Based on the study done by HR&A for the city [PDF], in order for a large store to succeed it will be inherent that they control an inordinate amount of the market just to survive. It will also be necessary to provide an additional $2.5 to $3 million subsidy over the next ten years for a store of this size to make it. (See: “Necessary Subsidy for Development” section within the HR&A study.)
What is needed – and what will be the optimal catalyst – is to instead spread the investment across every sector of what is defined as the “urban core.”
I propose a constellation of unique locations: multiple, smaller grocery stores that fit into the fabric of the diverse urban landscape. By integrating with existing investment, the mixed use developments that are already developed or in development, urban density will be attained while not forcing out other businesses or discouraging others to create something new.
The city has already implemented finish-out allowances for potential businesses in these new developments. These existing incentives will supplement the grocery store incentive instead of the necessity to create an additional subsidy. The HR&A study acknowledges that this multi-tenant option was beyond the scope of their analysis and was not included in the report.

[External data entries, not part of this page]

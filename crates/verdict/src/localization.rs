use std::sync::Arc;

use crate::exception::{OutcomeException, TEXT_CODE_EMPTY};

/// Resolves `(text_code, language_code)` to a message, or `None` if there is
/// no translation.
pub type LookupFn = Arc<dyn Fn(&str, Option<&str>) -> Option<String> + Send + Sync>;

/// Message localization settings.
///
/// With no lookup configured every request fails. When the lookup has no
/// text, the flags pick the outcome: an error, `None`, or the text code
/// itself (the default).
#[derive(Clone, Default)]
pub struct Localizer {
    pub lookup: Option<LookupFn>,
    /// Fail with `text_code_localization_not_found` on a miss. Useful while
    /// debugging missing translations.
    pub throw_if_not_found: bool,
    /// Return `None` on a miss instead of the text code.
    pub return_none_if_not_found: bool,
}

impl Localizer {
    pub fn new() -> Self {
        Self::default()
    }

    #[must_use]
    pub fn with_lookup<F>(mut self, lookup: F) -> Self
    where
        F: Fn(&str, Option<&str>) -> Option<String> + Send + Sync + 'static,
    {
        self.lookup = Some(Arc::new(lookup));
        self
    }

    #[must_use]
    pub fn with_throw_if_not_found(mut self, throw_if_not_found: bool) -> Self {
        self.throw_if_not_found = throw_if_not_found;
        self
    }

    #[must_use]
    pub fn with_return_none_if_not_found(mut self, return_none: bool) -> Self {
        self.return_none_if_not_found = return_none;
        self
    }

    /// Look up the message for `text_code`.
    ///
    /// # Errors
    /// - `result_text_code_not_specified` if `text_code` is empty;
    /// - `localization_get_text_method_not_implemented` if no lookup is set;
    /// - `text_code_localization_not_found` on a miss when
    ///   `throw_if_not_found` is set.
    pub fn localize(
        &self,
        text_code: &str,
        language: Option<&str>,
    ) -> Result<Option<String>, OutcomeException> {
        if text_code.is_empty() {
            return Err(OutcomeException::text_code_not_specified(TEXT_CODE_EMPTY));
        }
        let Some(lookup) = &self.lookup else {
            return Err(OutcomeException::localization_method_not_implemented());
        };

        if let Some(text) = lookup(text_code, language).filter(|text| !text.is_empty()) {
            return Ok(Some(text));
        }

        tracing::debug!(text_code, language = ?language, "no localization found");
        if self.throw_if_not_found {
            return Err(OutcomeException::localization_not_found(text_code));
        }
        if self.return_none_if_not_found {
            return Ok(None);
        }
        Ok(Some(text_code.to_string()))
    }
}

impl std::fmt::Debug for Localizer {
    fn fmt(&self, f: &mut std::fmt::Formatter<'_>) -> std::fmt::Result {
        f.debug_struct("Localizer")
            .field("lookup", &self.lookup.as_ref().map(|_| "<fn>"))
            .field("throw_if_not_found", &self.throw_if_not_found)
            .field("return_none_if_not_found", &self.return_none_if_not_found)
            .finish()
    }
}
use bson::Bson;

#[derive(Debug, thiserror::Error)]
pub enum SpecError {
    #[error("invalid {field} value: {value}")]
    InvalidPaginationValue { field: &'static str, value: Bson },

    #[error("malformed query request: {0}")]
    Request(#[from] serde_json::Error),
}

/// How strictly input that was historically ignored gets treated.
#[derive(Debug, Clone, Copy, Default, PartialEq, Eq, serde::Serialize, serde::Deserialize)]
#[serde(rename_all = "snake_case")]
pub enum Strictness {
    /// Drop bad input silently (with a log line), as existing callers expect.
    #[default]
    Permissive,
    /// Surface bad input as an error.
    Strict,
}

impl Strictness {
    pub fn is_strict(self) -> bool {
        self == Strictness::Strict
    }
}
use serde::{Deserialize, Serialize};

/// Request to resolve a reference field into its related document.
#[derive(Debug, Clone, PartialEq, Eq, Serialize, Deserialize)]
#[serde(rename_all = "camelCase")]
pub struct Populate {
    pub field_name: String,
    /// Child fields to keep on the related document. `None` or empty keeps
    /// the whole document.
    #[serde(default, skip_serializing_if = "Option::is_none")]
    pub children_field_names: Option<Vec<String>>,
}

impl Populate {
    pub fn new(field_name: impl Into<String>, children_field_names: Option<Vec<String>>) -> Self {
        Self {
            field_name: field_name.into(),
            children_field_names,
        }
    }

    /// Space-joined child projection, or `None` for a full populate.
    pub fn projection(&self) -> Option<String> {
        match &self.children_field_names {
            Some(children) if !children.is_empty() => Some(children.join(" ")),
            _ => None,
        }
    }
}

In order to truly transform the city, not only do we need to fill these new developments with a bastion of new urbanites, we must also provide accessible, affordable, and healthy food options to the long-time residents directly in their neighborhoods. The strategy for this to occur – what I believe is the biggest hindrance to growth so far – is to purchase dilapidated and undeveloped properties and repurpose them into multi-functional uses such as industrial kitchens and distribution centers. These will support the other satellite locations while providing a storefront that offers less expensive but still healthy options to the less affluent areas of downtown.

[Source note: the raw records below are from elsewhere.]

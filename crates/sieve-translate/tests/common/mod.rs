#![allow(dead_code)]

use sieve_query::{Bson, SortDirection};
use sieve_translate::{Condition, FieldMatcher, PopulatePath, QueryBuilder, RegexPattern, SortOrder};

// ── Recording builder ──────────────────────────────────────────

/// One builder call, in the order it was issued.
#[derive(Debug, Clone, PartialEq)]
pub enum Call {
    Where(String),
    Equals(Bson),
    NotEquals(Bson),
    NotIn(Vec<Bson>),
    In(Vec<Bson>),
    GreaterThan(Bson),
    LessThan(Bson),
    ElementMatch(Bson),
    SizeEquals(Bson),
    Regex { source: String, options: String },
    Exists(Bson),
    Or(Vec<Condition>),
    And(Vec<Condition>),
    Sort(Vec<(String, SortDirection)>),
    Populate(PopulatePath),
    Skip(i64),
    Limit(i64),
    Count,
    Distinct(String),
    Select(String),
    Lean(bool),
}

#[derive(Debug, Default)]
pub struct RecordingBuilder {
    pub calls: Vec<Call>,
}

impl RecordingBuilder {
    pub fn new() -> Self {
        Self::default()
    }
}

pub struct RecordingField<'a> {
    calls: &'a mut Vec<Call>,
}

impl FieldMatcher for RecordingField<'_> {
    fn equals(self, value: Bson) {
        self.calls.push(Call::Equals(value));
    }

    fn not_equals(self, value: Bson) {
        self.calls.push(Call::NotEquals(value));
    }

    fn not_in(self, values: Vec<Bson>) {
        self.calls.push(Call::NotIn(values));
    }

    fn in_values(self, values: Vec<Bson>) {
        self.calls.push(Call::In(values));
    }

    fn greater_than(self, value: Bson) {
        self.calls.push(Call::GreaterThan(value));
    }

    fn less_than(self, value: Bson) {
        self.calls.push(Call::LessThan(value));
    }

    fn element_match(self, value: Bson) {
        self.calls.push(Call::ElementMatch(value));
    }

    fn size_equals(self, value: Bson) {
        self.calls.push(Call::SizeEquals(value));
    }

    fn regex_matches(self, pattern: RegexPattern) {
        self.calls.push(Call::Regex {
            source: pattern.source().to_string(),
            options: pattern.options().to_string(),
        });
    }

    fn exists(self, value: Bson) {
        self.calls.push(Call::Exists(value));
    }
}

impl QueryBuilder for RecordingBuilder {
    type Field<'a> = RecordingField<'a>;

    fn where_field(&mut self, name: &str) -> RecordingField<'_> {
        self.calls.push(Call::Where(name.to_string()));
        RecordingField {
            calls: &mut self.calls,
        }
    }

    fn or(&mut self, conditions: Vec<Condition>) {
        self.calls.push(Call::Or(conditions));
    }

    fn and(&mut self, conditions: Vec<Condition>) {
        self.calls.push(Call::And(conditions));
    }

    fn sort(&mut self, order: SortOrder) {
        self.calls.push(Call::Sort(order.into_iter().collect()));
    }

    fn populate(&mut self, populate: PopulatePath) {
        self.calls.push(Call::Populate(populate));
    }

    fn skip(&mut self, offset: i64) {
        self.calls.push(Call::Skip(offset));
    }

    fn limit(&mut self, limit: i64) {
        self.calls.push(Call::Limit(limit));
    }

    fn count(&mut self) {
        self.calls.push(Call::Count);
    }

    fn distinct(&mut self, field: &str) {
        self.calls.push(Call::Distinct(field.to_string()));
    }

    fn select(&mut self, fields: &str) {
        self.calls.push(Call::Select(fields.to_string()));
    }

    fn lean(&mut self, lean: bool) {
        self.calls.push(Call::Lean(lean));
    }
}

// ── Helpers ────────────────────────────────────────────────────

pub fn on(field: &str) -> Call {
    Call::Where(field.to_string())
}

Since these hubs will provide support to the other locations, the satellites can reduce square footage and maximize space while allowing for locations serving a low-income population to develop community gardens, nutritional seminars and food demonstrations without the economic pressures of the market value costs associated with mixed-use developments.

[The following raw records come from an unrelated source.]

use bson::Bson;

/// Result of coercing an offset/limit input into an integer.
#[derive(Debug, Clone, Copy, PartialEq, Eq)]
pub enum Coerced {
    /// A usable integer.
    Int(i64),
    /// Numeric input with no usable value, e.g. `"abc"` or a NaN double.
    /// The slot it was meant for ends up empty.
    Unusable,
    /// Input of a type pagination does not look at. The slot keeps its
    /// previous value.
    Ignored,
}

/// Coerce an offset/limit input.
///
/// Integers pass through, finite doubles truncate toward zero and strings
/// are read with integer-prefix parsing (see [`parse_int_prefix`]).
///
/// Unlike the JavaScript query model, which stored a numeric offset/limit
/// unchanged, a fractional double is truncated here: `5.9` is stored as `5`.
/// Skip and limit only ever see whole numbers either way.
pub fn coerce_int(value: &Bson) -> Coerced {
    match value {
        Bson::Int32(n) => Coerced::Int(i64::from(*n)),
        Bson::Int64(n) => Coerced::Int(*n),
        Bson::Double(f) if f.is_finite() => Coerced::Int(f.trunc() as i64),
        Bson::Double(_) => Coerced::Unusable,
        Bson::String(s) => parse_int_prefix(s).map_or(Coerced::Unusable, Coerced::Int),
        _ => Coerced::Ignored,
    }
}

/// Base-10 integer-prefix parsing.
///
/// Leading whitespace is skipped, one optional sign is accepted, then the
/// longest run of ASCII digits is read. Anything after the first non-digit is
/// ignored: `"12abc"` is `12`, `"abc"` is `None`. Out-of-range values
/// saturate.
pub fn parse_int_prefix(s: &str) -> Option<i64> {
    let s = s.trim_start();
    let (negative, rest) = match s.as_bytes().first() {
        Some(b'-') => (true, &s[1..]),
        Some(b'+') => (false, &s[1..]),
        _ => (false, s),
    };

    let end = rest
        .bytes()
        .position(|b| !b.is_ascii_digit())
        .unwrap_or(rest.len());
    if end == 0 {
        return None;
    }

    let magnitude = rest[..end].bytes().fold(0i64, |acc, b| {
        acc.saturating_mul(10).saturating_add(i64::from(b - b'0'))
    });
    Some(if negative { -magnitude } else { magnitude })
}

/// Truthiness of a dynamic value, as request handling has always judged it:
/// null, `false`, zero, NaN and the empty string are falsy, everything else
/// (including `"0"`, empty arrays and empty documents) is truthy.
pub fn is_truthy(value: &Bson) -> bool {
    match value {
        Bson::Null | Bson::Undefined => false,
        Bson::Boolean(b) => *b,
        Bson::Int32(n) => *n != 0,
        Bson::Int64(n) => *n != 0,
        Bson::Double(f) => *f != 0.0 && !f.is_nan(),
        Bson::String(s) => !s.is_empty(),
        _ => true,
    }
}

pub(crate) fn is_present_and_truthy(value: Option<&Bson>) -> bool {
    value.is_some_and(is_truthy)
}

With the development of Uncommon Fare at Cevallos Lofts, the experiment of a small, urban grocery store is working. We are facing the challenges of a demographically and economically diverse downtown population with open arms.
Adjustments and adaptations can be implemented quickly and efficiently on this scale while sustaining the high level of quality that we set out to provide. The possibility of multiple locations will provide the opportunity to make even more refinements, allowing the demands of a specific demographic to be met while providing other options in close proximity to one another. This small-footprint strategy will have the biggest impact on the whole of city center, and the best way to allocate the incentives created by the city.
Josh Levine owns MBS which stands for Mind Body Soul, a lifestyle company that consists of a variety of small businesses – MBS Fitness, MBS Pilates, MBS Spa, Crossfit Mind Body Soul, and Uncommon Fare Goods and Groceries. A certified personal trainer and yoga instructor for over ten years, he continues to help people get fit on a daily basis. He can be reached at email@example.com.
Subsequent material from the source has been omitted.